From the char of black metal mania glorified by profiled pundits EMPEROR, DIMMU BORGIR, CRADLE OF FILTH and MAYHEM rose a mini-legion of one-man wannabes, dark forest wanderers and orchestral fugue art farts. Corpse paint, crusty leather, inverted crosses, middle fingers hoisted toward Catholicism, at this point, a great big Mega-Therion yawn.

Yet the underground advent of black metal at the turn of a purportedly damned new millennium did spawn legitimate artistic merit in the form of WOLVES IN THE THRONE ROOM, ENSLAVED, AGALLOCH, NACHTMYSTIUM, SIGH, CHTHONIC and, of course, Ihsahn's gloriously tormented solo project. Around that time, TESTAMENT's Eric Peterson, SADUS's Steve DiGiorgio (at the time residing in TESTAMENT with Peterson) and NEVERMORE's Steve Smyth decided to let their darker inhibitions run free, and DRAGONLORD was birthed. 2001's "Rapture" and 2005's "Black Wings of Destiny" were, at their points of release, aspirant recordings of black metal excellence. Somehow, they further dignified a subgenre that really didn't need or want such vast exposure. BATHORY, MERCYFUL FATE and CELTIC FROST were all that black metal could stomach surrendering to the metal world at large.

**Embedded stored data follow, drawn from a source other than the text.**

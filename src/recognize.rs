//! Recognition model interface.
//!
//! The engine treats classification and object detection as a black box
//! behind [`Recognizer`]; it never trains or calibrates the model. An ONNX
//! Runtime implementation is available behind the `onnx` feature flag.

use crate::error::Result;
use crate::models::BBox;

/// Classification + detection capability consumed by the pipeline.
pub trait Recognizer {
    /// Classify an encoded image into a label.
    fn classify(&mut self, image: &[u8]) -> Result<String>;

    /// Detect salient-shape bounding boxes in an encoded image.
    fn detect(&mut self, image: &[u8]) -> Result<Vec<BBox>>;
}

/// Parse a classifier charset from the JSON array the model tooling
/// exports alongside the weights.
pub fn charset_from_json(bytes: &[u8]) -> Result<Vec<String>> {
    Ok(serde_json::from_slice(bytes)?)
}

#[cfg(feature = "onnx")]
pub use onnx::OnnxRecognizer;

#[cfg(feature = "onnx")]
mod onnx {
    use super::Recognizer;
    use crate::error::{Result, TuringError};
    use crate::models::BBox;
    use ndarray::Array4;
    use ort::session::{builder::GraphOptimizationLevel, Session};

    /// Classifier input height; width scales with aspect ratio.
    const CLS_INPUT_HEIGHT: u32 = 64;
    /// Detector letterbox size.
    const DET_INPUT: u32 = 416;
    /// Detector objectness·class score floor.
    const DET_SCORE_THRESHOLD: f32 = 0.1;
    /// Detector-internal NMS threshold (the pipeline applies its own
    /// area-ranked NMS afterwards).
    const DET_NMS_THRESHOLD: f32 = 0.45;
    /// Decode strides of the detection head.
    const DET_STRIDES: [u32; 3] = [8, 16, 32];

    fn onnx_err(context: &str) -> impl Fn(ort::Error) -> TuringError + '_ {
        move |e| TuringError::Recognition(format!("{}: {}", context, e))
    }

    /// ONNX Runtime implementation of [`Recognizer`]: a grayscale sequence
    /// classifier plus a YOLOX-style single-class detector.
    pub struct OnnxRecognizer {
        classifier: Session,
        detector: Session,
        charset: Vec<String>,
    }

    impl OnnxRecognizer {
        /// Build from in-memory model bytes and the classifier charset.
        pub fn from_memory(
            classifier_model: &[u8],
            detector_model: &[u8],
            charset: Vec<String>,
        ) -> Result<Self> {
            Ok(Self {
                classifier: load_session(classifier_model)?,
                detector: load_session(detector_model)?,
                charset,
            })
        }

        /// Build from model files on disk.
        pub fn from_files(
            classifier_model: impl AsRef<std::path::Path>,
            detector_model: impl AsRef<std::path::Path>,
            charset: Vec<String>,
        ) -> Result<Self> {
            let classifier = std::fs::read(classifier_model)?;
            let detector = std::fs::read(detector_model)?;
            Self::from_memory(&classifier, &detector, charset)
        }
    }

    fn load_session(model: &[u8]) -> Result<Session> {
        Session::builder()
            .map_err(onnx_err("failed to create session builder"))?
            .with_optimization_level(GraphOptimizationLevel::Level3)
            .map_err(onnx_err("failed to set optimization level"))?
            .commit_from_memory(model)
            .map_err(onnx_err("failed to load model"))
    }

    impl Recognizer for OnnxRecognizer {
        fn classify(&mut self, image: &[u8]) -> Result<String> {
            let img = image::load_from_memory(image)
                .map_err(|e| TuringError::ImageProcessing(format!("classify input: {}", e)))?;
            let gray = img.to_luma8();
            let (w, h) = gray.dimensions();
            if h == 0 {
                return Err(TuringError::ImageProcessing("empty classify input".into()));
            }

            let scale = CLS_INPUT_HEIGHT as f64 / h as f64;
            let new_w = ((w as f64 * scale).round() as u32).max(1);
            let resized = image::imageops::resize(
                &gray,
                new_w,
                CLS_INPUT_HEIGHT,
                image::imageops::FilterType::Lanczos3,
            );

            let (rw, rh) = resized.dimensions();
            let mut input = Array4::<f32>::zeros((1, 1, rh as usize, rw as usize));
            for (x, y, p) in resized.enumerate_pixels() {
                input[[0, 0, y as usize, x as usize]] = p[0] as f32 / 255.0;
            }

            let value = ort::value::Value::from_array(input)
                .map_err(onnx_err("failed to create classify tensor"))?;
            let outputs = self
                .classifier
                .run(ort::inputs![value])
                .map_err(onnx_err("classify inference failed"))?;
            let (_, data) = outputs[0]
                .try_extract_tensor::<f32>()
                .map_err(onnx_err("failed to extract classify output"))?;

            let mut best = 0usize;
            let mut best_val = f32::NEG_INFINITY;
            for (i, &v) in data.iter().enumerate() {
                if v > best_val {
                    best_val = v;
                    best = i;
                }
            }
            self.charset
                .get(best)
                .cloned()
                .ok_or_else(|| {
                    TuringError::Recognition(format!("class index {} outside charset", best))
                })
        }

        fn detect(&mut self, image: &[u8]) -> Result<Vec<BBox>> {
            let original = image::load_from_memory(image)
                .map_err(|e| TuringError::ImageProcessing(format!("detect input: {}", e)))?;
            let (orig_w, orig_h) = (original.width(), original.height());
            if orig_w == 0 || orig_h == 0 {
                return Ok(Vec::new());
            }

            // Letterbox onto a gray canvas, keeping aspect ratio.
            let gain = (DET_INPUT as f32 / orig_w as f32).min(DET_INPUT as f32 / orig_h as f32);
            let resize_w = ((orig_w as f32 * gain) as u32).max(1);
            let resize_h = ((orig_h as f32 * gain) as u32).max(1);
            let resized = original
                .resize_exact(resize_w, resize_h, image::imageops::FilterType::Triangle)
                .to_rgb8();
            let mut canvas =
                image::RgbImage::from_pixel(DET_INPUT, DET_INPUT, image::Rgb([114, 114, 114]));
            image::imageops::overlay(&mut canvas, &resized, 0, 0);

            let mut input =
                Array4::<f32>::zeros((1, 3, DET_INPUT as usize, DET_INPUT as usize));
            for (x, y, p) in canvas.enumerate_pixels() {
                input[[0, 0, y as usize, x as usize]] = p[0] as f32;
                input[[0, 1, y as usize, x as usize]] = p[1] as f32;
                input[[0, 2, y as usize, x as usize]] = p[2] as f32;
            }

            let value = ort::value::Value::from_array(input)
                .map_err(onnx_err("failed to create detect tensor"))?;
            let outputs = self
                .detector
                .run(ort::inputs![value])
                .map_err(onnx_err("detect inference failed"))?;
            let (shape, data) = outputs[0]
                .try_extract_tensor::<f32>()
                .map_err(onnx_err("failed to extract detect output"))?;
            let shape: Vec<usize> = shape.iter().map(|&v| v as usize).collect();
            let output = ndarray::ArrayView::from_shape(shape, data)
                .map_err(|e| TuringError::Recognition(format!("detect output shape: {}", e)))?;

            // Decode each anchor against its grid cell and stride.
            let (grids, strides) = build_grids();
            let num = output.len() / 6;
            #[derive(Clone, Copy)]
            struct Scored {
                score: f32,
                x1: f32,
                y1: f32,
                x2: f32,
                y2: f32,
            }
            let mut boxes: Vec<Scored> = Vec::new();
            for i in 0..num.min(grids.len()) {
                let score = output[[0, i, 4]] * output[[0, i, 5]];
                if score < DET_SCORE_THRESHOLD {
                    continue;
                }
                let stride = strides[i] as f32;
                let cx = (output[[0, i, 0]] + grids[i].0 as f32) * stride;
                let cy = (output[[0, i, 1]] + grids[i].1 as f32) * stride;
                let bw = output[[0, i, 2]].exp() * stride;
                let bh = output[[0, i, 3]].exp() * stride;
                boxes.push(Scored {
                    score,
                    x1: (cx - bw / 2.0) / gain,
                    y1: (cy - bh / 2.0) / gain,
                    x2: (cx + bw / 2.0) / gain,
                    y2: (cy + bh / 2.0) / gain,
                });
            }

            // Score-ranked NMS inside the decoder.
            boxes.sort_by(|a, b| {
                b.score
                    .partial_cmp(&a.score)
                    .unwrap_or(std::cmp::Ordering::Equal)
            });
            let mut kept: Vec<Scored> = Vec::new();
            while let Some(current) = boxes.first().copied() {
                boxes.remove(0);
                kept.push(current);
                boxes.retain(|b| {
                    let xx1 = current.x1.max(b.x1);
                    let yy1 = current.y1.max(b.y1);
                    let xx2 = current.x2.min(b.x2);
                    let yy2 = current.y2.min(b.y2);
                    let inter = (xx2 - xx1).max(0.0) * (yy2 - yy1).max(0.0);
                    let area_a = (current.x2 - current.x1) * (current.y2 - current.y1);
                    let area_b = (b.x2 - b.x1) * (b.y2 - b.y1);
                    let union = area_a + area_b - inter;
                    union <= 0.0 || inter / union <= DET_NMS_THRESHOLD
                });
            }

            Ok(kept
                .into_iter()
                .map(|b| BBox {
                    x1: b.x1.max(0.0).min((orig_w - 1) as f32) as u32,
                    y1: b.y1.max(0.0).min((orig_h - 1) as f32) as u32,
                    x2: b.x2.max(0.0).min((orig_w - 1) as f32) as u32,
                    y2: b.y2.max(0.0).min((orig_h - 1) as f32) as u32,
                })
                .collect())
        }
    }

    /// Grid cell and stride per anchor, matching the detection head layout.
    fn build_grids() -> (Vec<(u32, u32)>, Vec<u32>) {
        let mut grids = Vec::new();
        let mut strides = Vec::new();
        for &stride in &DET_STRIDES {
            let size = DET_INPUT / stride;
            for y in 0..size {
                for x in 0..size {
                    grids.push((x, y));
                    strides.push(stride);
                }
            }
        }
        (grids, strides)
    }
}

#[cfg(test)]
mod tests {
    use super::*;

    #[test]
    fn charset_parses_json_array() {
        let charset = charset_from_json(br#"["a", "b", "0", "1"]"#).unwrap();
        assert_eq!(charset, vec!["a", "b", "0", "1"]);
    }

    #[test]
    fn charset_rejects_malformed_json() {
        assert!(charset_from_json(b"not json").is_err());
    }
}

It's been 13 years since the last DRAGONLORD album, and all that remains of a band suffering as many lineup changes as a proto-tech metal unit is Eric Peterson. In true black metal maverick style, he handles just about everything on DRAGONLORD's latest offering, "Dominion". Playing guitars, bass and fielding vocals, Peterson is supported by drummer Alex Bent (TRIVIUM),keyboardist Lyle Livingston (PSYPHERIA) and femme vocalist, Leah. What becomes one of the year's most curious releases, "Dominion" has its share of girth and creativity, but it is also filled with quizzical unevenness.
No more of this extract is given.